The Micro inverters require a "stiff" near infinite sink. One of the tests they do to see if the mains are present is by blipping them to see if they can perturb the voltage (they can't budge the main's voltage). Also the mains must be able to sink the current injected into them - effectively driving an Orton inverter in reverse (maybe smoke).

At least this was my understanding of the Enphase microinverters of a few years ago. It's possible that things have changed.
 
Last edited:

Boxster1971

2012 Sprinter 3500 Ext
You might be forced to add a second controller anyway. I think that you have the BS 3000 / 12 volt / 30 amp output? (30 amps) x (12 volts) is going to be on the lite side for 800 watts of panels.
I wasn't clear. My current van has four 100W panels and a Blue Sky SB2512iX-HV MPPT controller. This system was installed in 2014 and has worked great for five years now.

But I'm planning for a new B-van on a 144" Sprinter next year. This stacked solar rack system might allow me to squeeze 800W with four of these 200W HIGHTEC bifacial solar panels.

https://www.ebay.com/itm/200-25-Wat...at-highest-power-12V-you-can-buy/264459855170

I haven't got all the details worked out yet, but I don't want propane again. I'd like all electric on the coach side with vehicle fuel for off-grid heating. I'll use a controller or multiples as needed.
 

OrioN

2008 2500 170" EXT
I wasn't clear. My current van has four 100W panels and a Blue Sky SB2512iX-HV MPPT controller. This system was installed in 2014 and has worked great for five years now.

But I'm planning for a new B-van on a 144" Sprinter next year. This stacked solar rack system might allow me to squeeze 800W with four of these 200W HIGHTEC bifacial solar panels.

https://www.ebay.com/itm/200-25-Wat...at-highest-power-12V-you-can-buy/264459855170

I haven't got all the details worked out yet, but I don't want propane again. I'd like all electric on the coach side with vehicle fuel for off-grid heating.
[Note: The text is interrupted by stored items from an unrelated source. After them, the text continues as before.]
//! HTTP client used by every provider-backed probe

use crate::error::{AppError, Result};
use crate::logging::ProbeLogger;
use async_trait::async_trait;
use reqwest::{Client, Method, Url};
use serde::de::DeserializeOwned;
use std::time::{Duration, Instant};

const USER_AGENT: &str = concat!("network-master/", env!("CARGO_PKG_VERSION"));

/// HTTP fetcher abstraction so probes can run against fakes
#[async_trait]
pub trait HttpFetcher: Send + Sync {
    /// Execute a request; non-2xx statuses are returned, not raised
    async fn execute(&self, request: HttpRequest) -> Result<HttpResponse>;

    /// GET a JSON document. Non-2xx status and unparsable bodies are errors.
    async fn get_json(&self, url: &str, timeout: Duration) -> Result<serde_json::Value> {
        let response = self.execute(HttpRequest::get(url).with_timeout(timeout)).await?;
        response.error_for_status()?.json()
    }

    /// GET a text body, trimmed
    async fn get_text(&self, url: &str, timeout: Duration) -> Result<String> {
        let response = self.execute(HttpRequest::get(url).with_timeout(timeout)).await?;
        Ok(response.error_for_status()?.text().trim().to_string())
    }
}

/// HTTP request configuration
#[derive(Debug, Clone)]
pub struct HttpRequest {
    pub url: String,
    pub method: Method,
    pub timeout: Duration,
    pub headers: Vec<(String, String)>,
    pub body: Option<Vec<u8>>,
}

impl HttpRequest {
    pub fn new<S: Into<String>>(url: S, method: Method) -> Self {
        Self {
            url: url.into(),
            method,
            timeout: crate::defaults::DEFAULT_HTTP_TIMEOUT,
            headers: Vec::new(),
            body: None,
        }
    }

    pub fn get<S: Into<String>>(url: S) -> Self {
        Self::new(url, Method::GET)
    }

    pub fn post<S: Into<String>>(url: S, body: Vec<u8>) -> Self {
        Self {
            body: Some(body),
            ..Self::new(url, Method::POST)
        }
    }

    pub fn with_timeout(mut self, timeout: Duration) -> Self {
        self.timeout = timeout;
        self
    }

    pub fn with_header(mut self, name: &str, value: &str) -> Self {
        self.headers.push((name.to_string(), value.to_string()));
        self
    }
}

/// Fully read HTTP response
#[derive(Debug, Clone)]
pub struct HttpResponse {
    pub status_code: u16,
    pub final_url: String,
    pub body: Vec<u8>,
    pub elapsed: Duration,
}

impl HttpResponse {
    pub fn is_success(&self) -> bool {
        (200..300).contains(&self.status_code)
    }

    /// Turn a non-2xx response into `AppError::HttpStatus`
    pub fn error_for_status(self) -> Result<Self> {
        if self.is_success() {
            Ok(self)
        } else {
            Err(AppError::http_status(self.status_code, self.final_url))
        }
    }

    pub fn json<T: DeserializeOwned>(&self) -> Result<T> {
        serde_json::from_slice(&self.body).map_err(|e| {
            AppError::parse(format!("Invalid JSON from {}: {}", self.final_url, e))
        })
    }

    pub fn text(&self) -> String {
        String::from_utf8_lossy(&self.body).into_owned()
    }
}

/// reqwest-backed fetcher
#[derive(Clone)]
pub struct NetworkClient {
    client: Client,
    logger: Option<ProbeLogger>,
}

impl NetworkClient {
    /// Create a new network client
    pub fn new() -> Result<Self> {
        let client = Client::builder()
            .user_agent(USER_AGENT)
            .redirect(reqwest::redirect::Policy::limited(5))
            .build()
            .map_err(|e| AppError::network(format!("Failed to create HTTP client: {}", e)))?;

        Ok(Self { client, logger: None })
    }

    /// Attach a logger for request tracing
    pub fn with_logger(mut self, logger: ProbeLogger) -> Self {
        self.logger = Some(logger);
        self
    }

    /// Underlying reqwest client, for streaming transfers
    pub fn inner(&self) -> &Client {
        &self.client
    }

    async fn trace(&self, request: &HttpRequest, status: Option<u16>, elapsed: Duration) {
        if let Some(logger) = &self.logger {
            logger
                .http_request(
                    &request.url,
                    request.method.as_str(),
                    status,
                    elapsed.as_secs_f64() * 1000.0,
                )
                .await;
        }
    }
}

#[async_trait]
impl HttpFetcher for NetworkClient {
    async fn execute(&self, request: HttpRequest) -> Result<HttpResponse> {
        let url = Url::parse(&request.url)
            .map_err(|e| AppError::parse(format!("Invalid URL '{}': {}", request.url, e)))?;

        let mut builder = self
            .client
            .request(request.method.clone(), url)
            .timeout(request.timeout);
        for (name, value) in &request.headers {
            builder = builder.header(name.as_str(), value.as_str());
        }
        if let Some(body) = &request.body {
            builder = builder.body(body.clone());
        }

        let start = Instant::now();
        // reqwest's own timeout covers the body read too
        let outcome = tokio::time::timeout(request.timeout, async {
            let response = builder.send().await?;
            let status_code = response.status().as_u16();
            let final_url = response.url().to_string();
            let body = response.bytes().await?;
            Ok::<_, reqwest::Error>((status_code, final_url, body))
        })
        .await;

        let elapsed = start.elapsed();
        match outcome {
            Err(_) => {
                self.trace(&request, None, elapsed).await;
                Err(AppError::timeout(format!(
                    "{} {} exceeded {}ms",
                    request.method,
                    request.url,
                    request.timeout.as_millis()
                )))
            }
            Ok(Err(e)) => {
                self.trace(&request, None, elapsed).await;
                Err(AppError::from(e))
            }
            Ok(Ok((status_code, final_url, body))) => {
                self.trace(&request, Some(status_code), elapsed).await;
                Ok(HttpResponse {
                    status_code,
                    final_url,
                    body: body.to_vec(),
                    elapsed,
                })
            }
        }
    }
}

/// URL helpers
pub struct HttpUtils;

impl HttpUtils {
    /// Validate URL format
    pub fn validate_url(url: &str) -> Result<()> {
        let parsed = Url::parse(url)
            .map_err(|e| AppError::validation(format!("Invalid URL format: {}", e)))?;

        match parsed.scheme() {
            "http" | "https" => {}
            scheme => return Err(AppError::validation(format!("Unsupported URL scheme: {}", scheme))),
        }

        if parsed.host().is_none() {
            return Err(AppError::validation("URL must have a host"));
        }

        Ok(())
    }

    /// Host part of a URL
    pub fn extract_host(url: &str) -> Result<String> {
        let parsed = Url::parse(url).map_err(|e| AppError::parse(format!("Invalid URL: {}", e)))?;

        parsed
            .host_str()
            .ok_or_else(|| AppError::validation("URL must have a host"))
            .map(|s| s.to_string())
    }

    /// Replace the last path segment of `url`, e.g. `upload.php` -> `latency.txt`
    pub fn sibling_url(url: &str, file_name: &str) -> Result<String> {
        let parsed = Url::parse(url).map_err(|e| AppError::parse(format!("Invalid URL: {}", e)))?;
        parsed
            .join(file_name)
            .map(|u| u.to_string())
            .map_err(|e| AppError::parse(format!("Cannot derive {} from {}: {}", file_name, url, e)))
    }
}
I'll use a controller or multiples as needed.

How does 1.2kW sound to you? I just sent the shop drawing to fabricator for the SR3x Stacking Coupler which allows for stacking a SR2x on a SR1x, thereby an array can extend from both sides....


SRxx-122019-2.jpg
 

Boxster1971

2012 Sprinter 3500 Ext
How does 1.2kW sound to you? I just sent the shop drawing to fabricator for the SR3x Stacking Coupler which allows for stacking a SR2x on a SR1x, thereby an array can extend from both sides....
Excellent - don't know if I need 1,200W, but that would also allow me to get 600W with a triple stack if I run out of roof space on a 144. Need a MaxxAir roof vent fan and an A/C unit. Considering A/C other than a roof unit, but there are so many trade-offs.

Happy New Year!!
 

Boxster1971

2012 Sprinter 3500 Ext
Orion - I'm wondering if your prototypes have a similar one-side only linear actuator?
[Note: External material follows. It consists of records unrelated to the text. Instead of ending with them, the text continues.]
impl ProbeOrchestrator {
    /// Empty orchestrator; probes are registered on the builder
    pub fn builder(config: Config) -> OrchestratorBuilder {
        let logger = Logger::with_config("ORCH".to_string(), &config);
        OrchestratorBuilder {
            config,
            store: ResultStore::new(),
            probes: HashMap::new(),
            logger,
            events: None,
        }
    }

    /// Orchestrator with every real probe wired from configuration
    pub fn from_config(
        config: Config,
        store: ResultStore,
        logger: Logger,
        events: Option<UnboundedSender<ProbeEvent>>,
    ) -> Result<Self> {
        let policy = config.timeout_policy();
        let client = NetworkClient::new()?.with_logger(ProbeLogger::new(logger.named("HTTP")));
        let fetcher: Arc<dyn HttpFetcher> = Arc::new(client.clone());
        let dns_backend = Arc::new(TrustDnsBackend::from_system(policy.dns));

        let chain = FallbackProviderChain::new(config.ip_provider_endpoints(), fetcher.clone(), logger.named("CHAIN"));

        let mut builder = Self::builder(config.clone())
            .store(store)
            .logger(logger)
            .probe(Arc::new(NetworkInfoProbe::new()))
            .probe(Arc::new(PublicIpProbe::new(chain)))
            .probe(Arc::new(DnsInfoProbe::new(dns_backend.clone(), config.dns_test_domain.clone())))
            .probe(Arc::new(DnsLookupProbe::new(dns_backend.clone())))
            .probe(Arc::new(DnsLeakProbe::new(fetcher.clone(), config.leak_endpoints.clone())))
            .probe(Arc::new(PortScanProbe::new(Arc::new(TokioConnector))))
            .probe(Arc::new(SpeedTestProbe::new(Arc::new(HttpSpeedTestService::new(
                client,
                config.speedtest_servers_url.clone(),
            )))))
            .probe(Arc::new(GeolocationProbe::new(
                fetcher.clone(),
                config.geo_provider_url.clone(),
                Arc::new(LeafletMapRenderer::new(config.map_path())),
            )))
            .probe(Arc::new(IpLookupProbe::new(fetcher, config.lookup_providers.clone())))
            .probe(Arc::new(DeviceDiscoveryProbe::from_strategy(
                config.discovery_strategy,
                dns_backend,
            )))
            .probe(Arc::new(PingProbe::new()));

        if let Some(sender) = events {
            builder = builder.events(sender);
        }

        Ok(builder.build())
    }

    pub fn store(&self) -> &ResultStore {
        &self.inner.store
    }

    pub fn config(&self) -> &Config {
        &self.inner.config
    }

    pub fn scan_state(&self) -> ScanState {
        match self.inner.scan_state.lock() {
            Ok(state) => state.clone(),
            Err(poisoned) => poisoned.into_inner().clone(),
        }
    }

    /// Cancel the running full scan, if any
    pub fn cancel_scan(&self) -> bool {
        let token = match self.inner.scan_token.lock() {
            Ok(guard) => guard.clone(),
            Err(poisoned) => poisoned.into_inner().clone(),
        };
        match token {
            Some(token) => {
                token.cancel();
                true
            }
            None => false,
        }
    }

    /// Run one probe with inputs derived from configuration and the store
    pub async fn run_probe(&self, kind: ProbeKind) -> ProbeResult {
        self.run_probe_with_token(kind, CancellationToken::new()).await
    }

    /// [`run_probe`](Self::run_probe) that the caller can cancel through `cancel`
    pub async fn run_probe_with_token(&self, kind: ProbeKind, cancel: CancellationToken) -> ProbeResult {
        match self.default_input(kind).await {
            Ok(input) => self.execute(kind, input, cancel).await,
            Err(error) => self.record_failure(kind, &error).await,
        }
    }

    /// Run one probe with an explicit input
    pub async fn run_request(&self, kind: ProbeKind, input: ProbeInput) -> ProbeResult {
        self.run_request_with_token(kind, input, CancellationToken::new()).await
    }

    /// Run one probe that the caller can cancel through `cancel`
    pub async fn run_request_with_token(
        &self,
        kind: ProbeKind,
        input: ProbeInput,
        cancel: CancellationToken,
    ) -> ProbeResult {
        self.execute(kind, input, cancel).await
    }

    /// Run the full scan; rejected while another one is running
    ///
    /// The scan itself runs in a spawned task. Dropping the returned future
    /// cancels it, and the task still records a terminal entry for every
    /// kind before it releases the single-flight guard.
    pub async fn run_full_scan(&self) -> Result<ScanReport> {
        let scan_id = Uuid::new_v4().to_string();
        let token = CancellationToken::new();
        {
            let mut state = self
                .inner
                .scan_state
                .lock()
                .map_err(|_| AppError::internal("scan state lock poisoned"))?;
            if state.is_running() {
                return Err(AppError::ScanInProgress);
            }
            *state = ScanState::Running { scan_id: scan_id.clone() };
        }
        let guard = ScanGuard::new(self.inner.clone(), token.clone());

        let scan = tokio::spawn(self.clone().scan_task(scan_id, token.clone(), guard));
        let cancel_on_drop = token.drop_guard();
        let joined = scan.await;
        cancel_on_drop.disarm();

        joined.map_err(|join_error| AppError::internal(format!("Full scan task failed: {}", join_error)))
    }

    async fn scan_task(self, scan_id: String, token: CancellationToken, mut guard: ScanGuard) -> ScanReport {
        self.emit(ProbeEvent::ScanStarted { scan_id: scan_id.clone() });
        self.inner
            .logger
            .logger()
            .info("Full scan started")
            .correlation_id(&scan_id)
            .log()
            .await;

        let mut tasks: JoinSet<Vec<ProbeResult>> = JoinSet::new();
        for kind in [
            ProbeKind::NetworkInfo,
            ProbeKind::DnsInfo,
            ProbeKind::SpeedTest,
            ProbeKind::Devices,
        ] {
            let this = self.clone();
            let child = token.child_token();
            tasks.spawn(async move { vec![this.execute(kind, ProbeInput::None, child).await] });
        }

        {
            let this = self.clone();
            let child = token.child_token();
            tasks.spawn(async move {
                let public_ip = this.execute(ProbeKind::PublicIp, ProbeInput::None, child.child_token()).await;
                let geolocation = match public_ip_of(&public_ip) {
                    Some(ip) => this.execute(ProbeKind::Geolocation, ProbeInput::Ip(ip), child).await,
                    None => {
                        let error = AppError::unavailable("public IP unavailable");
                        this.record_failure(ProbeKind::Geolocation, &error).await
                    }
                };
                vec![public_ip, geolocation]
            });
        }

        let mut results = Vec::new();
        while let Some(joined) = tasks.join_next().await {
            match joined {
                Ok(batch) => results.extend(batch),
                Err(join_error) => {
                    // probe panics are caught inside execute; this is the task itself
                    crate::log_error!(self.inner.logger.logger(), "Scan task aborted: {}", join_error);
                }
            }
        }

        // kinds whose task died never wrote a terminal entry
        for kind in ProbeKind::FULL_SCAN {
            if !results.iter().any(|r| r.kind == kind) {
                let error = AppError::internal(format!("{} task ended without a result", kind));
                results.push(self.record_failure(kind, &error).await);
            }
        }

        let state = scan_state_of(&results);
        guard.finish(state.clone());

        self.emit(ProbeEvent::ScanFinished {
            scan_id: scan_id.clone(),
            state: state.clone(),
        });
        self.inner
            .logger
            .logger()
            .info(&format!("Full scan finished: {}", state))
            .correlation_id(&scan_id)
            .log()
            .await;

        results.sort_by_key(|r| r.kind);
        ScanReport { scan_id, state, results }
    }

    /// Fail every full-scan kind that has no terminal entry and derive the scan state from the store
    async fn fail_unfinished(&self) -> ScanState {
        let mut results = Vec::new();
        for kind in ProbeKind::FULL_SCAN {
            match self.inner.store.get(kind).await {
                Some(result) if result.status.is_terminal() => results.push(result),
                _ => {
                    let error = AppError::cancelled(format!("{} cancelled with its scan", kind));
                    results.push(self.store_terminal(kind, ProbeResult::failed(kind, &error)).await);
                }
            }
        }
        scan_state_of(&results)
    }

    async fn default_input(&self, kind: ProbeKind) -> Result<ProbeInput> {
        let config = &self.inner.config;
        match kind {
            ProbeKind::PortScan | ProbeKind::Ping => Ok(ProbeInput::Target(config.scan_target.clone())),
            ProbeKind::DnsLookup => Ok(ProbeInput::Domain {
                domain: config.dns_test_domain.clone(),
                record_type: RecordType::A,
            }),
            ProbeKind::Geolocation | ProbeKind::IpLookup => {
                let stored = self.inner.store.get(ProbeKind::PublicIp).await;
                stored
                    .as_ref()
                    .and_then(public_ip_of)
                    .map(ProbeInput::Ip)
                    .ok_or_else(|| AppError::unavailable("public IP unavailable"))
            }
            _ => Ok(ProbeInput::None),
        }
    }

    async fn execute(&self, kind: ProbeKind, input: ProbeInput, cancel: CancellationToken) -> ProbeResult {
        let Some(probe) = self.inner.probes.get(&kind).cloned() else {
            let error = AppError::internal(format!("No probe registered for {}", kind));
            return self.record_failure(kind, &error).await;
        };

        let correlation_id = Uuid::new_v4().to_string();
        if let Err(error) = self.inner.store.set(kind, ProbeResult::running(kind)).await {
            return self.record_failure(kind, &error).await;
        }
        self.emit(ProbeEvent::ProbeStarted { kind });
        self.inner.logger.probe_started(kind, &correlation_id).await;

        let ctx = ProbeContext {
            kind,
            input,
            cancel: cancel.child_token(),
            policy: self.inner.policy.clone(),
            retry: self.inner.retry.clone(),
            logger: self.inner.logger.logger().named(&kind.as_str().to_uppercase()),
            correlation_id: correlation_id.clone(),
            events: self.inner.events.clone(),
        };

        let deadline = self.inner.policy.deadline_for(kind);
        let started = Instant::now();
        let outcome = tokio::select! {
            biased;
            _ = ctx.cancel.cancelled() => Err(AppError::cancelled(format!("{} cancelled", kind))),
            finished = tokio::time::timeout(deadline, AssertUnwindSafe(probe.run(&ctx)).catch_unwind()) => {
                match finished {
                    Err(_) => Err(AppError::timeout(format!(
                        "{} exceeded its {}s deadline",
                        kind,
                        deadline.as_secs()
                    ))),
                    Ok(Err(panic)) => Err(AppError::internal(format!(
                        "{} probe panicked: {}",
                        kind,
                        panic_message(panic.as_ref())
                    ))),
                    Ok(Ok(result)) => result,
                }
            }
        };
        // stop anything the probe left behind
        ctx.cancel.cancel();

        let outcome = outcome.and_then(|payload| {
            if payload.kind() == kind {
                Ok(payload)
            } else {
                Err(AppError::internal(format!(
                    "{} probe returned a {} payload",
                    kind,
                    payload.kind()
                )))
            }
        });
        let (result, error) = match outcome {
            Ok(payload) => (ProbeResult::success(payload), None),
            Err(error) => (ProbeResult::failed(kind, &error), Some(error)),
        };

        self.inner
            .logger
            .probe_finished(kind, result.status, started.elapsed(), error.as_ref(), &correlation_id)
            .await;

        self.store_terminal(kind, result).await
    }

    async fn record_failure(&self, kind: ProbeKind, error: &AppError) -> ProbeResult {
        self.inner
            .logger
            .logger()
            .warn(&format!("{} not run: {}", kind, error))
            .field("probe", kind)
            .error_info(error)
            .log()
            .await;
        self.store_terminal(kind, ProbeResult::failed(kind, error)).await
    }

    async fn store_terminal(&self, kind: ProbeKind, mut result: ProbeResult) -> ProbeResult {
        match self.inner.store.set(kind, result.clone()).await {
            Ok(version) => result.version = version,
            Err(error) => {
                self.inner
                    .logger
                    .logger()
                    .error(&format!("Could not store {} result: {}", kind, error))
                    .log()
                    .await;
                result = ProbeResult::failed(kind, &error);
                if let Ok(version) = self.inner.store.set(kind, result.clone()).await {
                    result.version = version;
                }
            }
        }
        self.emit(ProbeEvent::ProbeFinished {
            kind,
            status: result.status,
            version: result.version,
        });
        result
    }

    fn emit(&self, event: ProbeEvent) {
        if let Some(events) = &self.inner.events {
            // a closed receiver only means nobody is listening
            let _ = events.send(event);
        }
    }
}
Looking at the diagrams the actuator mounted on the side might cause the slide-out panel to bind?

Also - can one add the automatic extension actuator later after installing the manual version?
 

OrioN

2008 2500 170" EXT
Orion - I'm wondering if your prototypes have a similar one-side only linear actuator?

Looking at the diagrams the actuator mounted on the side might cause the slide-out panel to bind?

Also - can one add the automatic extension actuator later after installing the manual version?
The Motor Kits (actuator) are mounted on one side only. When the rack system is installed correctly as per the Installation Manual, the bearing will not bind with or without the actuator and when a force is applied to one corner in the direction of the bearing or extension/retraction motion.

The Motor Kit is available as an option, and with left or right side option.
 

Boxster1971

2012 Sprinter 3500 Ext
Are your plans for this project being impacted by the COVID-19 pandemic? I'm now delaying my new van purchase into next year - too much uncertainty to move ahead now.